From R. S. Dills' History of Fayette County

FIRST SETTLEMENT UPON THE VIRGINIA RESERVATION

In the winter of 1790, Nathaniel Massie, in order to be in the center of his surveying operations, determined to make a settlement within the reservation. Accordingly, he offered each of the first twenty-five families in Kentucky, one in and one out lot, and one hundred acres of land, provided they would settle in a town he intended laying off. To this proposition more than thirty families acceded. After some consultation, the bottom on the Ohio, opposite the lower of the Three Islands, was chosen, the station fixed and laid off into lots, which is now known as Manchester, in Adams County, about twelve miles above Maysville, Kentucky. The only neighboring settlements at this time were Columbia, below the mouth of the Little Miami, eight miles from Cincinnati, and the French settlement of Gallipolis, near the mouth of the Great Kanawha.
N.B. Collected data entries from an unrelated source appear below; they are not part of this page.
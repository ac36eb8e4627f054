//! Payment intent records and operation results

use super::status::PaymentStatus;
use bytes::Bytes;
use chrono::{DateTime, Utc};
use rust_decimal::Decimal;
use serde::{Deserialize, Serialize};
use serde_json::{Map, Value};
use std::collections::HashMap;

/// One externally tracked payment attempt
///
/// Amount and currency never change after creation. Only `status` moves, and only
/// by re-fetching from the server. Only `id` is required on the wire; a fresh
/// intent that omits the rest reads as pending with no amount.
#[derive(Debug, Clone, PartialEq, Serialize, Deserialize)]
#[serde(rename_all = "camelCase")]
pub struct PaymentIntent {
    /// Internal identifier, stable once created
    pub id: String,
    /// Identifier issued by the external processor
    #[serde(default, alias = "payment_intent_id")]
    pub payment_intent_id: Option<String>,
    /// Canonical status
    #[serde(default)]
    pub status: PaymentStatus,
    /// Amount in major currency units
    #[serde(default)]
    pub amount: Decimal,
    /// ISO currency code, empty when the server did not echo it
    #[serde(default)]
    pub currency: String,
    /// QR code to pay with, while the intent is collectible
    #[serde(default, alias = "qr_code_url", skip_serializing_if = "Option::is_none")]
    pub qr_code_url: Option<String>,
    /// When the intent stops being collectible
    #[serde(default, alias = "expires_at", skip_serializing_if = "Option::is_none")]
    pub expires_at: Option<DateTime<Utc>>,
}

impl PaymentIntent {
    /// Whether the intent has reached a terminal status
    pub fn is_terminal(&self) -> bool {
        self.status.is_terminal()
    }

    /// Whether the payer can still pay this intent at `now`
    pub fn is_collectible(&self, now: DateTime<Utc>) -> bool {
        if self.is_terminal() || self.qr_code_url.is_none() {
            return false;
        }
        match self.expires_at {
            Some(expires_at) => now < expires_at,
            None => true,
        }
    }
}

/// A single line item in a checkout
#[derive(Debug, Clone, PartialEq, Serialize, Deserialize)]
#[serde(rename_all = "camelCase")]
pub struct CheckoutItem {
    /// Product or SKU identifier
    pub product_id: String,
    /// Units ordered
    pub quantity: u32,
    /// Price per unit
    #[serde(default, skip_serializing_if = "Option::is_none")]
    pub unit_price: Option<Decimal>,
    /// Anything else the storefront attaches
    #[serde(flatten)]
    pub extra: Map<String, Value>,
}

impl CheckoutItem {
    /// Create a new checkout item
    pub fn new(product_id: impl Into<String>, quantity: u32) -> Self {
        Self {
            product_id: product_id.into(),
            quantity,
            unit_price: None,
            extra: Map::new(),
        }
    }

    /// Set the unit price
    pub fn with_unit_price(mut self, unit_price: Decimal) -> Self {
        self.unit_price = Some(unit_price);
        self
    }
}

/// Checkout data forwarded with an intent creation request
///
/// Pricing, shipping and promotions are computed elsewhere; this crate only
/// checks that there is something to pay for.
#[derive(Debug, Clone, Default, PartialEq, Serialize, Deserialize)]
pub struct CheckoutPayload {
    /// Line items; must not be empty
    #[serde(default)]
    pub items: Vec<CheckoutItem>,
    /// Remaining checkout fields, passed through untouched
    #[serde(flatten)]
    pub extra: Map<String, Value>,
}

impl CheckoutPayload {
    /// Create a checkout payload from line items
    pub fn new(items: Vec<CheckoutItem>) -> Self {
        Self {
            items,
            extra: Map::new(),
        }
    }

    /// Attach an extra pass-through field
    pub fn with_field(mut self, key: impl Into<String>, value: Value) -> Self {
        self.extra.insert(key.into(), value);
        self
    }

    /// Whether the payload carries no line items
    pub fn is_empty(&self) -> bool {
        self.items.is_empty()
    }
}

/// Body of an intent creation request
#[derive(Debug, Clone, Serialize)]
#[serde(rename_all = "camelCase")]
pub struct CreateIntentRequest {
    pub amount: Decimal,
    pub description: String,
    pub metadata: HashMap<String, Value>,
    pub checkout_data: CheckoutPayload,
}

/// Result of a successful intent creation
#[derive(Debug, Clone)]
pub struct CreatedIntent {
    /// The intent as the server created it
    pub intent: PaymentIntent,
    /// Hosted page to send the payer to, if the processor provides one
    pub redirect_url: Option<String>,
    /// Response body as received
    pub raw: Value,
}

/// Normalized answer to a status query
#[derive(Debug, Clone)]
pub struct StatusQueryResult {
    /// Canonical status
    pub status: PaymentStatus,
    /// The intent record, when the body contained a parseable one
    pub payment: Option<PaymentIntent>,
    /// Response body as received
    pub raw: Value,
}

/// Result of a cancel request
#[derive(Debug, Clone)]
pub struct CancelOutcome {
    /// Payment that was cancelled
    pub payment_id: String,
    /// The server reported the payment was already in a terminal state
    pub already_cancelled: bool,
    /// Response body as received
    pub raw: Value,
}

/// A downloaded QR image
#[derive(Debug, Clone)]
pub struct QrArtifact {
    /// Image bytes
    pub bytes: Bytes,
    /// Content type reported by the server
    pub content_type: Option<String>,
}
In the spring of 1795 an abortive attempt to locate a town in this valley, was made by Nathaniel Massie. In March, 1796, another party, under the same leader—some going by way of the Ohio, and up the Scioto in boats, while others went by land—met at what is since known as Dutch Station, at the mouth of Paint Creek, and, and on the first of April they began to erect cabins and plant their crops. In the meantime, Massie had selected a location for the town on a large tract of land owned by himself, and containing two hundred and eighty-seven in and one hundred and sixty-nine out lots. After the boundaries of the lots, streets, and alleys were defined by blazing the trees, the embryo city was named Chillicothe.